O método Wolbachia, desenvolvido inicialmente na Austrália, é testado no Brasil desde 2015. O primeiro município a receber o projeto foi Niterói (RJ). O resultado preliminar apontou redução de 75% nos casos de Chikungunya. O percentual é bem parecido com do primeiro estudo completo sobre o método, feito na Indonésia, que mostrou que os Aedes aegypti com a bactéria Wolbachia reduziram em até 77% a incidência de casos de dengue nas áreas urbanas onde foram soltos.
Luciano Moreira, pesquisador da Fiocruz e líder do Método Wolbachia no Brasil, afirma que o primeiro estudo clínico randomizado no Brasil começou a ser feito em outubro passado, em Belo Horizonte. Trata-se de um estudo clínico padrão ouro, onde áreas que receberam o Aedes aegypti com a bactéria serão comparadas com áreas de mosquitos selvagem. O prazo é de conclusão é de três anos.
— É importante dizer que não há qualquer modificação genética no processo, nem no mosquito, nem na bactéria — explica Moreira.
Moreira ressalta que o método é sustentável. Em Niterói, cinco anos depois da liberação dos mosquitos pela Fiocruz, 100% dos Aedes aegypti coletados têm a bactéria.
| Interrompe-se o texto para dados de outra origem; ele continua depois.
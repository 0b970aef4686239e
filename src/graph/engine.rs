//! The in-memory graph container.
//!
//! `SourceGraph` owns the node and edge maps, enforces the tree invariants
//! at insertion time, and answers hierarchy queries derived from parent
//! pointers. It is populated once by the builder, optionally merged with
//! sub-graphs from cross-file parsing, and then handed to the serializer
//! or a renderer unchanged.

use indexmap::IndexMap;
use tracing::debug;

use super::types::{Edge, EdgeId, EdgeKind, Node, NodeId, NodeKind};
use crate::error::{CartoError, Result};

/// The authoritative node/edge container.
///
/// Invariants after any successful build: exactly one node has
/// `parent = None` (the root); every other node's parent is present in the
/// same graph; ids are never reused. Edges are deliberately *not* validated
/// against the node map — an edge may be recorded before its target's
/// sub-graph is merged in, and anything still dangling at serialization
/// time is dropped there.
#[derive(Debug, Default, Clone)]
pub struct SourceGraph {
    nodes: IndexMap<NodeId, Node>,
    edges: IndexMap<EdgeId, Edge>,
    next_node: u64,
    next_edge: u64,
}

impl SourceGraph {
    /// Create a new empty graph.
    pub fn new() -> Self {
        Self::default()
    }

    // ─── Node Operations ────────────────────────────────────────

    /// Add a node with a freshly minted id. Returns the new id.
    ///
    /// Fails with `DanglingParent` if `parent` is non-null and absent; the
    /// check runs at insertion so the tree invariant can never be violated
    /// mid-build.
    pub fn add_node(
        &mut self,
        kind: NodeKind,
        label: impl Into<String>,
        parent: Option<NodeId>,
    ) -> Result<NodeId> {
        let id = NodeId(self.next_node);
        self.insert_node(Node::new(id, kind, label, parent))?;
        Ok(id)
    }

    /// Insert a node under a caller-supplied id.
    ///
    /// Used by the builder (which mints globally unique ids across
    /// sub-builds) and the deserializer (which preserves document ids).
    /// Fails with `DuplicateId` on collision and `DanglingParent` as above.
    pub fn insert_node(&mut self, node: Node) -> Result<()> {
        if self.nodes.contains_key(&node.id) {
            return Err(CartoError::DuplicateId(node.id));
        }
        if let Some(parent) = node.parent {
            if !self.nodes.contains_key(&parent) {
                return Err(CartoError::DanglingParent {
                    node: node.id,
                    parent,
                });
            }
        }
        self.next_node = self.next_node.max(node.id.0 + 1);
        self.nodes.insert(node.id, node);
        Ok(())
    }

    /// Look up a node by id.
    pub fn node(&self, id: NodeId) -> Option<&Node> {
        self.nodes.get(&id)
    }

    /// The root node: the first node with no parent.
    pub fn root(&self) -> Option<&Node> {
        self.nodes.values().find(|n| n.parent.is_none())
    }

    /// All nodes, in insertion order.
    pub fn nodes(&self) -> impl Iterator<Item = &Node> {
        self.nodes.values()
    }

    pub fn node_count(&self) -> usize {
        self.nodes.len()
    }

    // ─── Edge Operations ────────────────────────────────────────

    /// Add an edge with a freshly minted id.
    ///
    /// Endpoints are not validated; see the type-level invariant note.
    pub fn add_edge(&mut self, kind: EdgeKind, source: NodeId, target: NodeId) -> EdgeId {
        let id = EdgeId(self.next_edge);
        self.insert_edge(Edge::new(id, kind, source, target));
        id
    }

    /// Insert an edge under a caller-supplied id.
    pub fn insert_edge(&mut self, edge: Edge) {
        self.next_edge = self.next_edge.max(edge.id.0 + 1);
        self.edges.insert(edge.id, edge);
    }

    /// All edges, in insertion order.
    pub fn edges(&self) -> impl Iterator<Item = &Edge> {
        self.edges.values()
    }

    pub fn edge_count(&self) -> usize {
        self.edges.len()
    }

    // ─── Hierarchy Queries ──────────────────────────────────────
    //
    // All derived strictly from the `parent` field, independent of the
    // edge set.

    /// Walk the parent chain from `id` to the root, nearest first.
    pub fn ancestors(&self, id: NodeId) -> Vec<NodeId> {
        let mut chain = Vec::new();
        let mut current = self.nodes.get(&id).and_then(|n| n.parent);
        while let Some(parent) = current {
            chain.push(parent);
            current = self.nodes.get(&parent).and_then(|n| n.parent);
        }
        chain
    }

    /// Direct children of `id`, in insertion order.
    pub fn children(&self, id: NodeId) -> Vec<NodeId> {
        self.nodes
            .values()
            .filter(|n| n.parent == Some(id))
            .map(|n| n.id)
            .collect()
    }

    /// All transitive children of `id`, depth-first.
    pub fn descendants(&self, id: NodeId) -> Vec<NodeId> {
        let mut found = Vec::new();
        let mut stack = self.children(id);
        stack.reverse();
        while let Some(next) = stack.pop() {
            found.push(next);
            let mut kids = self.children(next);
            kids.reverse();
            stack.extend(kids);
        }
        found
    }

    // ─── Merge ──────────────────────────────────────────────────

    /// Union another graph into this one, attaching its root under
    /// `attach_to`.
    ///
    /// Id spaces must already be disjoint (`DuplicateId` otherwise) and
    /// `attach_to` must exist (`DanglingParent`). The merged root is
    /// reparented under `attach_to` and the matching structural edge is
    /// added, preserving a single global root. Returns the merged root id.
    pub fn merge(&mut self, other: SourceGraph, attach_to: NodeId) -> Result<NodeId> {
        if !self.nodes.contains_key(&attach_to) {
            return Err(CartoError::DanglingParent {
                node: attach_to,
                parent: attach_to,
            });
        }
        let merged_root = other
            .root()
            .map(|n| n.id)
            .ok_or_else(|| CartoError::MalformedDocument("merged graph has no root".into()))?;
        for id in other.nodes.keys() {
            if self.nodes.contains_key(id) {
                return Err(CartoError::DuplicateId(*id));
            }
        }

        debug!(
            nodes = other.nodes.len(),
            edges = other.edges.len(),
            attach_to = %attach_to,
            "merging sub-graph"
        );
        for (id, mut node) in other.nodes {
            if id == merged_root {
                node.parent = Some(attach_to);
            }
            self.next_node = self.next_node.max(id.0 + 1);
            self.nodes.insert(id, node);
        }
        for (_, edge) in other.edges {
            // Edge ids are re-minted: the two graphs count independently.
            self.add_edge(edge.kind, edge.source, edge.target);
        }
        self.add_edge(EdgeKind::Structural, attach_to, merged_root);
        Ok(merged_root)
    }

    // ─── Stats ──────────────────────────────────────────────────

    /// Summary counts for logs and the CLI.
    pub fn stats(&self) -> GraphStats {
        let mut modules = 0;
        let mut classes = 0;
        let mut functions = 0;
        for node in self.nodes.values() {
            match node.kind {
                NodeKind::Module => modules += 1,
                NodeKind::Class => classes += 1,
                NodeKind::Function => functions += 1,
                _ => {}
            }
        }
        GraphStats {
            total_nodes: self.nodes.len(),
            total_edges: self.edges.len(),
            modules,
            classes,
            functions,
        }
    }
}

/// Statistics about the graph.
#[derive(Debug, Clone, serde::Serialize)]
pub struct GraphStats {
    pub total_nodes: usize,
    pub total_edges: usize,
    pub modules: usize,
    pub classes: usize,
    pub functions: usize,
}

#[cfg(test)]
mod tests {
    use super::*;

    fn module_root(graph: &mut SourceGraph) -> NodeId {
        graph.add_node(NodeKind::Module, "root", None).unwrap()
    }

    #[test]
    fn empty_graph_has_no_root() {
        let graph = SourceGraph::new();
        assert!(graph.root().is_none());
        assert_eq!(graph.stats().total_nodes, 0);
    }

    #[test]
    fn add_node_checks_parent_at_insertion() {
        let mut graph = SourceGraph::new();
        let root = module_root(&mut graph);
        assert!(graph.add_node(NodeKind::Function, "f", Some(root)).is_ok());

        let err = graph
            .add_node(NodeKind::Function, "g", Some(NodeId(999)))
            .unwrap_err();
        assert!(matches!(err, CartoError::DanglingParent { .. }));
    }

    #[test]
    fn insert_node_rejects_duplicate_id() {
        let mut graph = SourceGraph::new();
        graph
            .insert_node(Node::new(NodeId(7), NodeKind::Module, "m", None))
            .unwrap();
        let err = graph
            .insert_node(Node::new(NodeId(7), NodeKind::Module, "m2", None))
            .unwrap_err();
        assert!(matches!(err, CartoError::DuplicateId(NodeId(7))));
    }

    #[test]
    fn minted_ids_skip_caller_supplied_ones() {
        let mut graph = SourceGraph::new();
        graph
            .insert_node(Node::new(NodeId(10), NodeKind::Module, "m", None))
            .unwrap();
        let id = graph
            .add_node(NodeKind::Function, "f", Some(NodeId(10)))
            .unwrap();
        assert_eq!(id, NodeId(11));
    }

    #[test]
    fn add_edge_tolerates_missing_endpoints() {
        let mut graph = SourceGraph::new();
        let root = module_root(&mut graph);
        graph.add_edge(EdgeKind::Reference, root, NodeId(404));
        assert_eq!(graph.edge_count(), 1);
    }

    #[test]
    fn hierarchy_queries_follow_parent_pointers_only() {
        let mut graph = SourceGraph::new();
        let root = module_root(&mut graph);
        let class = graph.add_node(NodeKind::Class, "C", Some(root)).unwrap();
        let method = graph
            .add_node(NodeKind::Function, "m", Some(class))
            .unwrap();
        let var = graph
            .add_node(NodeKind::Variable, "x", Some(method))
            .unwrap();
        // No structural edges added at all: queries must still work.
        assert_eq!(graph.ancestors(var), vec![method, class, root]);
        assert_eq!(graph.children(root), vec![class]);
        assert_eq!(graph.descendants(root), vec![class, method, var]);
        assert_eq!(graph.descendants(var), Vec::<NodeId>::new());
    }

    #[test]
    fn merge_reparents_sub_root_and_links_it() {
        let mut main = SourceGraph::new();
        let root = module_root(&mut main);

        let mut sub = SourceGraph::new();
        sub.insert_node(Node::new(NodeId(100), NodeKind::Module, "b.py", None))
            .unwrap();
        sub.insert_node(Node::new(
            NodeId(101),
            NodeKind::Function,
            "f",
            Some(NodeId(100)),
        ))
        .unwrap();
        sub.add_edge(EdgeKind::Structural, NodeId(100), NodeId(101));

        let merged_root = main.merge(sub, root).unwrap();
        assert_eq!(merged_root, NodeId(100));
        assert_eq!(main.node(NodeId(100)).unwrap().parent, Some(root));
        assert_eq!(main.node_count(), 3);
        // one root only
        assert_eq!(main.nodes().filter(|n| n.parent.is_none()).count(), 1);
        // sub edge carried over plus the connecting edge
        assert_eq!(main.edge_count(), 2);
    }

    #[test]
    fn merge_rejects_colliding_ids() {
        let mut main = SourceGraph::new();
        let root = module_root(&mut main);

        let mut sub = SourceGraph::new();
        sub.insert_node(Node::new(root, NodeKind::Module, "dup", None))
            .unwrap();

        assert!(matches!(
            main.merge(sub, root),
            Err(CartoError::DuplicateId(_))
        ));
    }

    #[test]
    fn merge_rejects_missing_attach_point() {
        let mut main = SourceGraph::new();
        module_root(&mut main);

        let mut sub = SourceGraph::new();
        sub.insert_node(Node::new(NodeId(50), NodeKind::Module, "b", None))
            .unwrap();

        assert!(matches!(
            main.merge(sub, NodeId(999)),
            Err(CartoError::DanglingParent { .. })
        ));
    }

    #[test]
    fn stats_count_by_kind() {
        let mut graph = SourceGraph::new();
        let root = module_root(&mut graph);
        let class = graph.add_node(NodeKind::Class, "C", Some(root)).unwrap();
        graph.add_node(NodeKind::Function, "m", Some(class)).unwrap();
        graph.add_node(NodeKind::Variable, "x", Some(root)).unwrap();

        let stats = graph.stats();
        assert_eq!(stats.total_nodes, 4);
        assert_eq!(stats.modules, 1);
        assert_eq!(stats.classes, 1);
        assert_eq!(stats.functions, 1);
    }
}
Uma vez que o mosquito com a bactéria cruza com um exemplar selvagem, a prole já nasce com a Wolbachia.
A biofábrica da Fiocruz, no Rio de Janeiro, que atua para aplicação do Método Wolbachia, produz cerca de dois milhões de ovos de Aedes aegypti com Wolbachia por semana. A nova unidade, em Minas, deverá triplicar essa produção.
Moreira explica que as solturas são feitas por bairro, semanalmente, durante 16 semanas. A cada 50 metros é aberto um tubo e são liberados 150 mosquitos. Antes disso, o projeto é discutido com os moradores.
Carolina Amaral afirma que, sozinha, a biofábrica não resolve o problema dos mosquitos. O Método Wolbachia vai se integrar a diversas outras iniciativas na região de Brumadinho, como a conscientização da população para reduzir criadouros e aplicação de produtos químicos, como o fumacê. Na região, a Vale, por exemplo, usa até mesmo drones para localizar criadouros de Aedes aegypti e fazer a aplicação de larvicidas, quando necessário.
O Wolbachia é um projeto do World Mosquito Program, já adotado em 11 países. Trazido por Moreira para o Brasil, além de BH, também está sendo implantado pela Fiocruz em Campo Grande (MS) e Petrolina (PE), em iniciativa patrocinada pelo Ministério da Saúde.